From that learning, FECUT promoted internal trainings for activists, produced explanatory materials on the importance of affiliation, developed audiovisual content and used social networks to disseminate testimonies, union achievements and stories of new members.
"So we started with this, identifying our activists and developing a communication strategy. First we produced materials, such as the triptych, and in it we included who we are, why we are affiliated to FECUT, what the benefits of being affiliated are; then we recorded videos in which we worked with the grassroots to raise awareness among our colleagues who were not yet affiliated and to take advantage of the opportunity to join the union," says Yalico.

Between May 2024 and December 2025, the organisation grew from 20,969 to 23,497 members, adding 2,528 new members. Although the initial goal was to reach 5,000 new members, the federation considers the result highly positive given the difficult labour and political conditions in the country.
Nancy Segura de la Cruz, a worker at the Grau Emergency Hospital with 25 years of service to patients and a member of FED-CUT, says in the video produced for the campaign that it is good to be part of the union "because there has always been a constant struggle, we have always tried to achieve the objectives set and it has always been done with the aim that everything should be equal, and that, in addition, many things have been achieved, such as "the increase in uniforms, there has been an update in the payment of guards and also the extraordinary bonuses that I think all of us have been able to confirm". She ends her video by inviting her colleagues to join FED-CUT.
Nancy Segura de la Cruz Worker at the Grau Emergency Hospital and member of FED-CUT

There has always been a constant struggle, we have always tried to achieve the objectives set and we have always done so with the aim that everything should be equal, whether you are a professional nurse or a technician.
In January 2026, a second phase of the campaign began, with the main focus on young workers hired under CAS contracts.
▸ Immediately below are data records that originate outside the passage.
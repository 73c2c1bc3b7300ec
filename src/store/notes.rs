//! Blob storage and the append-only revision ledger.

use super::{
    classify_db_error, decode_timestamp, encode_timestamp, truncate_timestamp, Repository,
    StoreError, StoreResult,
};
use crate::domain::{BlobHash, NoteId, NoteRev};
use rusqlite::{params, OptionalExtension, Row};

/// Maps a `note_rev` row in (note_id, blob_sha256, timestamp, seq) column
/// order to a [`NoteRev`].
fn rev_from_row(row: &Row<'_>) -> rusqlite::Result<NoteRev> {
    let note_id: i64 = row.get(0)?;
    let sha: String = row.get(1)?;
    let ts: String = row.get(2)?;
    let seq: i64 = row.get(3)?;

    let sha256 = BlobHash::from_hex(&sha).map_err(|e| {
        rusqlite::Error::FromSqlConversionFailure(1, rusqlite::types::Type::Text, Box::new(e))
    })?;

    Ok(NoteRev {
        note_id: NoteId::new(note_id),
        sha256,
        timestamp: decode_timestamp(&ts)?,
        seq,
    })
}

impl Repository {
    // ===========================================
    // Content store
    // ===========================================

    /// Stores `bytes` under their SHA-256 hash.
    ///
    /// Idempotent: storing byte-identical content again is a no-op success
    /// and yields the same hash, leaving exactly one blob row.
    pub fn put_blob(&mut self, bytes: &[u8]) -> StoreResult<BlobHash> {
        let hash = BlobHash::compute(bytes);
        self.conn
            .execute(
                "INSERT OR IGNORE INTO blob (sha256, body) VALUES (?1, ?2)",
                params![hash.as_str(), bytes],
            )
            .map_err(|e| classify_db_error("put_blob", e))?;
        Ok(hash)
    }

    /// Returns the full content stored under `hash`.
    pub fn blob_body(&self, hash: &BlobHash) -> StoreResult<Vec<u8>> {
        self.conn
            .query_row(
                "SELECT body FROM blob WHERE sha256 = ?1",
                [hash.as_str()],
                |row| row.get(0),
            )
            .optional()?
            .ok_or_else(|| StoreError::BlobNotFound {
                sha256: hash.as_str().to_string(),
            })
    }

    /// Returns at most the first `max_len` bytes of the blob without
    /// materializing the rest. Callers wanting a one-line preview truncate
    /// the result at the first line break.
    pub fn blob_head(&self, hash: &BlobHash, max_len: usize) -> StoreResult<Vec<u8>> {
        self.conn
            .query_row(
                "SELECT substr(body, 1, ?1) FROM blob WHERE sha256 = ?2",
                params![max_len as i64, hash.as_str()],
                |row| row.get(0),
            )
            .optional()?
            .ok_or_else(|| StoreError::BlobNotFound {
                sha256: hash.as_str().to_string(),
            })
    }

    // ===========================================
    // Revision ledger
    // ===========================================

    /// Creates a new note whose first revision holds `content`.
    ///
    /// Blob insert, identity allocation, and the first revision row are one
    /// atomic unit; a note is never visible with an empty history. The clock
    /// is read exactly once.
    pub fn create_note(&mut self, content: &[u8]) -> StoreResult<NoteRev> {
        let hash = BlobHash::compute(content);
        let timestamp = truncate_timestamp(self.clock.now());

        let tx = self.transaction()?;

        tx.conn()
            .execute(
                "INSERT OR IGNORE INTO blob (sha256, body) VALUES (?1, ?2)",
                params![hash.as_str(), content],
            )
            .map_err(|e| classify_db_error("create_note", e))?;

        tx.conn()
            .execute("INSERT INTO note DEFAULT VALUES", [])
            .map_err(|e| classify_db_error("create_note", e))?;
        let note_id = tx.conn().last_insert_rowid();

        tx.conn()
            .execute(
                "INSERT INTO note_rev (note_id, blob_sha256, timestamp) VALUES (?1, ?2, ?3)",
                params![note_id, hash.as_str(), encode_timestamp(timestamp)],
            )
            .map_err(|e| classify_db_error("create_note", e))?;
        let seq = tx.conn().last_insert_rowid();

        tx.commit()?;

        Ok(NoteRev {
            note_id: NoteId::new(note_id),
            sha256: hash,
            timestamp,
            seq,
        })
    }

    /// Appends a new revision holding `content` to an existing note.
    ///
    /// Fails with [`StoreError::NoteNotFound`] before anything is written,
    /// so an append against an unknown id leaves no orphaned blob. Identical
    /// content is not rejected: the new revision row shares the deduplicated
    /// blob and timestamps the save.
    pub fn append_revision(&mut self, id: NoteId, content: &[u8]) -> StoreResult<NoteRev> {
        let hash = BlobHash::compute(content);
        let timestamp = truncate_timestamp(self.clock.now());

        let tx = self.transaction()?;

        let exists: Option<i64> = tx
            .conn()
            .query_row("SELECT id FROM note WHERE id = ?1", [id.as_i64()], |row| {
                row.get(0)
            })
            .optional()?;
        if exists.is_none() {
            return Err(StoreError::NoteNotFound { id });
        }

        tx.conn()
            .execute(
                "INSERT OR IGNORE INTO blob (sha256, body) VALUES (?1, ?2)",
                params![hash.as_str(), content],
            )
            .map_err(|e| classify_db_error("append_revision", e))?;

        tx.conn()
            .execute(
                "INSERT INTO note_rev (note_id, blob_sha256, timestamp) VALUES (?1, ?2, ?3)",
                params![id.as_i64(), hash.as_str(), encode_timestamp(timestamp)],
            )
            .map_err(|e| classify_db_error("append_revision", e))?;
        let seq = tx.conn().last_insert_rowid();

        tx.commit()?;

        Ok(NoteRev {
            note_id: id,
            sha256: hash,
            timestamp,
            seq,
        })
    }

    /// Returns the current revision of a note: latest timestamp, ties broken
    /// by the row sequence. Derived per query, never stored.
    pub fn current_revision(&self, id: NoteId) -> StoreResult<NoteRev> {
        self.conn
            .query_row(
                "SELECT note_id, blob_sha256, timestamp, seq
                 FROM note_rev
                 WHERE note_id = ?1
                 ORDER BY timestamp DESC, seq DESC
                 LIMIT 1",
                [id.as_i64()],
                rev_from_row,
            )
            .optional()?
            .ok_or(StoreError::NoteNotFound { id })
    }

    /// Returns a note's full revision history, oldest first.
    pub fn revision_history(&self, id: NoteId) -> StoreResult<Vec<NoteRev>> {
        let mut stmt = self.conn.prepare(
            "SELECT note_id, blob_sha256, timestamp, seq
             FROM note_rev
             WHERE note_id = ?1
             ORDER BY timestamp ASC, seq ASC",
        )?;

        let revs: Vec<NoteRev> = stmt
            .query_map([id.as_i64()], rev_from_row)?
            .collect::<rusqlite::Result<_>>()?;

        if revs.is_empty() {
            return Err(StoreError::NoteNotFound { id });
        }
        Ok(revs)
    }

    /// Returns one entry per note, its current revision, most recently
    /// touched first. The primary listing view for browsing consumers.
    pub fn list_current_revisions(&self) -> StoreResult<Vec<NoteRev>> {
        let mut stmt = self.conn.prepare(
            "SELECT note_id, blob_sha256, timestamp, seq
             FROM note_rev AS r
             WHERE seq = (
                 SELECT seq FROM note_rev
                 WHERE note_id = r.note_id
                 ORDER BY timestamp DESC, seq DESC
                 LIMIT 1
             )
             ORDER BY timestamp DESC, seq DESC",
        )?;

        let revs = stmt
            .query_map([], rev_from_row)?
            .collect::<rusqlite::Result<_>>()?;
        Ok(revs)
    }

    /// Resolves a revision by its row sequence number.
    pub fn revision_by_seq(&self, seq: i64) -> StoreResult<NoteRev> {
        self.conn
            .query_row(
                "SELECT note_id, blob_sha256, timestamp, seq
                 FROM note_rev WHERE seq = ?1",
                [seq],
                rev_from_row,
            )
            .optional()?
            .ok_or(StoreError::RevisionNotFound { seq })
    }
}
Despite the departure of 444 members due to a mandatory retirement age of 70, the federation quickly resumed growth and reached 23,391 members in April of the same year, adding more than 100 new members.
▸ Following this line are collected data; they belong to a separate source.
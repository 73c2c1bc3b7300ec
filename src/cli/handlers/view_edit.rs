//! View and Edit command handlers.

use anyhow::{Context, Result};
use std::path::Path;

use super::{open_repository, resolve_target};
use crate::cli::{EditArgs, ViewArgs};
use crate::infra::{edit_in_scratch_file, markdown_to_terminal};

pub fn handle_view(args: &ViewArgs, nest: Option<&Path>) -> Result<()> {
    let repo = open_repository(nest)?;
    let rev = resolve_target(&repo, args.id, args.search.as_deref())?;
    let body = repo.blob_body(&rev.sha256)?;

    println!("{}", markdown_to_terminal(&String::from_utf8_lossy(&body)));
    Ok(())
}

pub fn handle_edit(args: &EditArgs, nest: Option<&Path>) -> Result<()> {
    let mut repo = open_repository(nest)?;
    let rev = resolve_target(&repo, args.id, args.search.as_deref())?;
    let body = repo.blob_body(&rev.sha256)?;

    let editor = repo.config_get("editor")?;
    let edited = edit_in_scratch_file(&editor, &body).context("running external editor")?;

    // Saving without changes is still a revision; the ledger records the act
    // of editing, not just content changes.
    let new_rev = repo.append_revision(rev.note_id, &edited)?;
    println!("{}", new_rev.sha256);
    Ok(())
}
"Young workers on informal contracts is our population at the moment, we focus on young people to be able to unionise," explains Yalico.
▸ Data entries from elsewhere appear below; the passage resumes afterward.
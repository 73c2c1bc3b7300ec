//! Flat key/value configuration, stored inside the nest file.
//!
//! The key set is fixed at initialization (migration 1 seeds the defaults);
//! values are mutated in place and are not versioned.

use super::{Repository, StoreError, StoreResult};
use rusqlite::OptionalExtension;

impl Repository {
    /// Returns the value for `key`.
    pub fn config_get(&self, key: &str) -> StoreResult<String> {
        self.conn
            .query_row("SELECT value FROM config WHERE key = ?1", [key], |row| {
                row.get(0)
            })
            .optional()?
            .ok_or_else(|| StoreError::ConfigKeyNotFound {
                key: key.to_string(),
            })
    }

    /// Updates the value of an existing key.
    ///
    /// Setting a key that was never configured is an error rather than a
    /// silent zero-row update; the key set is fixed at initialization, so a
    /// miss here can only be a typo.
    pub fn config_set(&mut self, key: &str, value: &str) -> StoreResult<()> {
        let changed = self.conn.execute(
            "UPDATE config SET value = ?1 WHERE key = ?2",
            [value, key],
        )?;

        if changed == 0 {
            return Err(StoreError::ConfigKeyNotFound {
                key: key.to_string(),
            });
        }
        Ok(())
    }

    /// Enumerates all configured keys.
    pub fn config_keys(&self) -> StoreResult<Vec<String>> {
        let mut stmt = self.conn.prepare("SELECT key FROM config ORDER BY key")?;
        let keys = stmt
            .query_map([], |row| row.get(0))?
            .collect::<rusqlite::Result<_>>()?;
        Ok(keys)
    }
}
Second Stage of Organising (January 2026 - Present)
In January 2026, 444 members left due to a law requiring retirement at age 70.
Adjusted membership: 23,053 members
Current membership (April 2026): 23,391 members
New members in second phase (4 months): 106 people
Target population: young workers on CAS (informal) contracts in larger national hospitals
Based on the lessons learned, the organisation replicated the Organising for Power training internally among general secretariats and local leaders, adapting organising tools to the reality of each union base. It also promoted creative outreach actions, podcasts with testimonials from affiliates and new digital strategies.
"Now we move to the second phase of organising, where we work with all the general secretaries, we apply what we learned in the Organising for Power training, and each of them worked with their own base, but with new agreed strategies. They always carry a leaflet with them for organising, because workers still don't know their rights", concludes the FEDCUT secretary.
In addition to the growth in membership, FECUT developed campaigns to strengthen the union's permanence in a context where multiple organisations coexist within the sector. The federation stresses that many people decided to stay affiliated because they value the gains achieved through collective bargaining, wage improvements and concrete benefits for the membership.